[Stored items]

-------

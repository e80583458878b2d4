//! Session synchronization state
//!
//! Tracks the change sequence, the highest acknowledged notification
//! sequence and whether the mirror must be refreshed, and decides how folders
//! and tags get populated on first access.

use chrono::{DateTime, Utc};
use serde::{Deserialize, Serialize};
use tracing::{info, warn};

use crate::config::MirrorConfig;
use crate::mirror::Mirror;
use crate::transport::RequestContext;

/// Whether the server keeps a notification session for this client
#[derive(Debug, Clone, Copy, PartialEq, Eq, Default, Serialize, Deserialize)]
#[serde(rename_all = "lowercase")]
pub enum SessionMode {
    /// Changes piggy-back on every response
    #[default]
    Full,
    /// No notifications; state is fetched explicitly
    NoSession,
}

/// Last change id reported by the server and when it last moved
#[derive(Debug, Clone, PartialEq, Eq)]
pub struct LastChange {
    pub id: u64,
    pub since: DateTime<Utc>,
}

impl LastChange {
    pub fn new(id: u64) -> Self {
        Self {
            id,
            since: Utc::now(),
        }
    }

    /// Move to `id`; the timestamp only changes when the id does
    pub fn set_id(&mut self, id: u64) {
        if self.id != id {
            self.id = id;
            self.since = Utc::now();
        }
    }
}

/// How a folder or tag access must be satisfied
#[derive(Debug, Clone, Copy, PartialEq, Eq)]
pub enum PopulatePlan {
    /// Mirror already holds the data
    Ready,
    /// Round trip a no-op so pending notifications get applied
    NoOp,
    /// No-op asking for a refresh; fetch explicitly if none arrives
    NoOpThenFetch,
    /// Fetch explicitly
    Fetch,
    /// Never loaded in this session
    Skip,
}

/// Result of observing a change token
#[derive(Debug, Clone, Copy, PartialEq, Eq)]
pub enum ChangeObservation {
    First,
    Unchanged,
    Advanced,
    /// Token went backwards: the server session was lost
    Discontinuity,
}

#[derive(Debug, Clone)]
pub struct SyncState {
    mode: SessionMode,
    always_refresh_folders: bool,
    no_tag_cache: bool,
    account_id: Option<String>,
    last_change: Option<LastChange>,
    notify_seq: u64,
    refresh_pending: bool,
}

impl SyncState {
    pub fn new(config: &MirrorConfig) -> Self {
        Self {
            mode: if config.no_session {
                SessionMode::NoSession
            } else {
                SessionMode::Full
            },
            always_refresh_folders: config.always_refresh_folders,
            no_tag_cache: config.no_tag_cache,
            account_id: config.account_id.clone(),
            last_change: None,
            notify_seq: 0,
            refresh_pending: false,
        }
    }

    pub fn mode(&self) -> SessionMode {
        self.mode
    }

    pub fn last_change(&self) -> Option<&LastChange> {
        self.last_change.as_ref()
    }

    pub fn notify_seq(&self) -> u64 {
        self.notify_seq
    }

    pub fn refresh_pending(&self) -> bool {
        self.refresh_pending
    }

    /// Record a change token from a response
    pub fn observe_change(&mut self, token: u64) -> ChangeObservation {
        match self.last_change.as_mut() {
            None => {
                self.last_change = Some(LastChange::new(token));
                ChangeObservation::First
            }
            Some(last) if token < last.id => {
                warn!(
                    previous = last.id,
                    current = token,
                    "change sequence went backwards, refresh scheduled"
                );
                last.set_id(token);
                self.refresh_pending = true;
                ChangeObservation::Discontinuity
            }
            Some(last) if token == last.id => ChangeObservation::Unchanged,
            Some(last) => {
                last.set_id(token);
                ChangeObservation::Advanced
            }
        }
    }

    pub fn observe_notify_seq(&mut self, seq: u64) {
        self.notify_seq = self.notify_seq.max(seq);
    }

    /// A refresh payload was applied: start counting from scratch
    pub fn reset_after_refresh(&mut self) {
        self.last_change = None;
        self.notify_seq = 0;
        self.refresh_pending = false;
    }

    /// The mirror was reloaded explicitly after a requested refresh did not come
    pub fn refresh_satisfied(&mut self) {
        if self.refresh_pending {
            info!("mirror reloaded without a refresh payload");
        }
        self.refresh_pending = false;
    }

    pub fn schedule_refresh(&mut self) {
        self.refresh_pending = true;
    }

    /// Context for the next request
    ///
    /// A pending refresh acknowledges no notifications and asks for the
    /// full state.
    pub fn request_context(&self, want_refresh: bool) -> RequestContext {
        let refresh = want_refresh || self.refresh_pending;
        RequestContext {
            account_id: self.account_id.clone(),
            notify_seq: if refresh { 0 } else { self.notify_seq },
            refresh,
            session: self.mode,
        }
    }

    pub fn plan_folders(&self, mirror: &Mirror) -> PopulatePlan {
        if self.refresh_pending {
            return PopulatePlan::NoOpThenFetch;
        }
        match (mirror.folders_loaded(), self.mode) {
            (true, _) if self.always_refresh_folders => PopulatePlan::NoOp,
            (true, _) => PopulatePlan::Ready,
            (false, SessionMode::Full) => PopulatePlan::NoOpThenFetch,
            (false, SessionMode::NoSession) => PopulatePlan::Fetch,
        }
    }

    pub fn plan_tags(&self, mirror: &Mirror) -> PopulatePlan {
        if self.no_tag_cache {
            return PopulatePlan::Skip;
        }
        if self.refresh_pending {
            return PopulatePlan::NoOpThenFetch;
        }
        match (mirror.tags_loaded(), self.mode) {
            (true, _) => PopulatePlan::Ready,
            (false, SessionMode::Full) => PopulatePlan::NoOpThenFetch,
            (false, SessionMode::NoSession) => PopulatePlan::Fetch,
        }
    }
}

-------

◆ TASK DIRECTIONS: Every line that contains the string "response" should be copied from the entries.

◆ WRITTEN ANSWER:
    /// Changes piggy-back on every response
    /// Record a change token from a response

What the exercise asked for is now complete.